WHAT THE TASK REQUIRES: Every entry below is to be copied exactly, with nothing left out.

——

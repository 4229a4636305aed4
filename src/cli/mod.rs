// lerna-rs: Lerna child-process core - Rust Port
//
// SPDX-FileCopyrightText: 2026 Romeo Ahmed
// SPDX-License-Identifier: GPL-3.0-or-later

//! CLI module for lerna-rs using clap derive.
//!
//! # Command Structure
//!
//! ```text
//! lerna [global options] <command>
//! exec [--stream] [--pkg DIR]... -- <cmd> [args...]
//! options [--json]
//! version
//! ```

pub mod exec;
pub mod global;

#[cfg(test)]
mod tests;

use crate::cli::exec::ExecArgs;
use crate::cli::global::GlobalOptions;
use clap::{Args, Parser, Subcommand};

/// Lerna child-process core - Rust Port
///
/// Runs commands across package directories.
#[derive(Debug, Parser)]
#[command(
    name = "lerna",
    author,
    version,
    about = "Runs a command in many package directories at once",
    long_about = "lerna-rs Copyright (C) 2026 Romeo Ahmed\n\
                  This program comes with ABSOLUTELY NO WARRANTY\n\
                  This is free software, and you are welcome to redistribute it\n\
                  under certain conditions; see LICENSE for details.\n\n\
                  Runs a command in many package directories at once.\n\n\
                  `lerna exec --pkg a --pkg b -- npm test` runs `npm test` in\n\
                  both directories concurrently. Add --stream to prefix every\n\
                  output line with the package name.",
    after_help = "CONFIG FILES:\n\n\
                  lerna reads `lerna.toml` from the current directory if present,\n\
                  then every file given with --config, in order. LERNA_* environment\n\
                  variables (e.g. LERNA_PROCESS__COLOR=false) override files, and\n\
                  command-line flags override everything."
)]
pub struct Cli {
    /// Global options shared by all commands
    #[command(flatten)]
    pub global: GlobalOptions,

    /// Command to execute
    #[command(subcommand)]
    pub command: Option<Command>,
}

/// Available commands.
#[derive(Debug, Subcommand)]
pub enum Command {
    /// Shows the version.
    #[command(visible_alias = "-v")]
    Version,

    /// Lists all options and their resolved values.
    Options(OptionsArgs),

    /// Lists the config files used by lerna.
    Configs,

    /// Runs a command in every package directory.
    Exec(ExecArgs),
}

/// Arguments for the `options` command.
#[derive(Debug, Clone, Default, Args)]
pub struct OptionsArgs {
    /// Prints the configuration as JSON.
    #[arg(long)]
    pub json: bool,
}

/// Parses command-line arguments.
#[must_use]
pub fn parse() -> Cli {
    Cli::parse()
}

/// Parses command-line arguments from an iterator.
pub fn parse_from<I, T>(iter: I) -> Cli
where
    I: IntoIterator<Item = T>,
    T: Into<std::ffi::OsString> + Clone,
{
    Cli::parse_from(iter)
}

/// Tries to parse command-line arguments, returning an error on failure.
///
/// # Errors
///
/// Returns a `clap::Error` if the arguments are invalid or if help/version information
/// was requested.
pub fn try_parse() -> Result<Cli, clap::Error> {
    Cli::try_parse()
}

——

ANSWER TO THIS PROBLEM:
repository 4229a4636305aed4
filename src/cli/mod.rs
// lerna-rs: Lerna child-process core - Rust Port
//
// SPDX-FileCopyrightText: 2026 Romeo Ahmed
// SPDX-License-Identifier: GPL-3.0-or-later

//! CLI module for lerna-rs using clap derive.
//!
//! # Command Structure
//!
//! ```text
//! lerna [global options] <command>
//! exec [--stream] [--pkg DIR]... -- <cmd> [args...]
//! options [--json]
//! version
//! ```

pub mod exec;
pub mod global;

#[cfg(test)]
mod tests;

use crate::cli::exec::ExecArgs;
use crate::cli::global::GlobalOptions;
use clap::{Args, Parser, Subcommand};

/// Lerna child-process core - Rust Port
///
/// Runs commands across package directories.
#[derive(Debug, Parser)]
#[command(
    name = "lerna",
    author,
    version,
    about = "Runs a command in many package directories at once",
    long_about = "lerna-rs Copyright (C) 2026 Romeo Ahmed\n\
                  This program comes with ABSOLUTELY NO WARRANTY\n\
                  This is free software, and you are welcome to redistribute it\n\
                  under certain conditions; see LICENSE for details.\n\n\
                  Runs a command in many package directories at once.\n\n\
                  `lerna exec --pkg a --pkg b -- npm test` runs `npm test` in\n\
                  both directories concurrently. Add --stream to prefix every\n\
                  output line with the package name.",
    after_help = "CONFIG FILES:\n\n\
                  lerna reads `lerna.toml` from the current directory if present,\n\
                  then every file given with --config, in order. LERNA_* environment\n\
                  variables (e.g. LERNA_PROCESS__COLOR=false) override files, and\n\
                  command-line flags override everything."
)]
pub struct Cli {
    /// Global options shared by all commands
    #[command(flatten)]
    pub global: GlobalOptions,

    /// Command to execute
    #[command(subcommand)]
    pub command: Option<Command>,
}

/// Available commands.
#[derive(Debug, Subcommand)]
pub enum Command {
    /// Shows the version.
    #[command(visible_alias = "-v")]
    Version,

    /// Lists all options and their resolved values.
    Options(OptionsArgs),

    /// Lists the config files used by lerna.
    Configs,

    /// Runs a command in every package directory.
    Exec(ExecArgs),
}

/// Arguments for the `options` command.
#[derive(Debug, Clone, Default, Args)]
pub struct OptionsArgs {
    /// Prints the configuration as JSON.
    #[arg(long)]
    pub json: bool,
}

/// Parses command-line arguments.
#[must_use]
pub fn parse() -> Cli {
    Cli::parse()
}

/// Parses command-line arguments from an iterator.
pub fn parse_from<I, T>(iter: I) -> Cli
where
    I: IntoIterator<Item = T>,
    T: Into<std::ffi::OsString> + Clone,
{
    Cli::parse_from(iter)
}

/// Tries to parse command-line arguments, returning an error on failure.
///
/// # Errors
///
/// Returns a `clap::Error` if the arguments are invalid or if help/version information
/// was requested.
pub fn try_parse() -> Result<Cli, clap::Error> {
    Cli::try_parse()
}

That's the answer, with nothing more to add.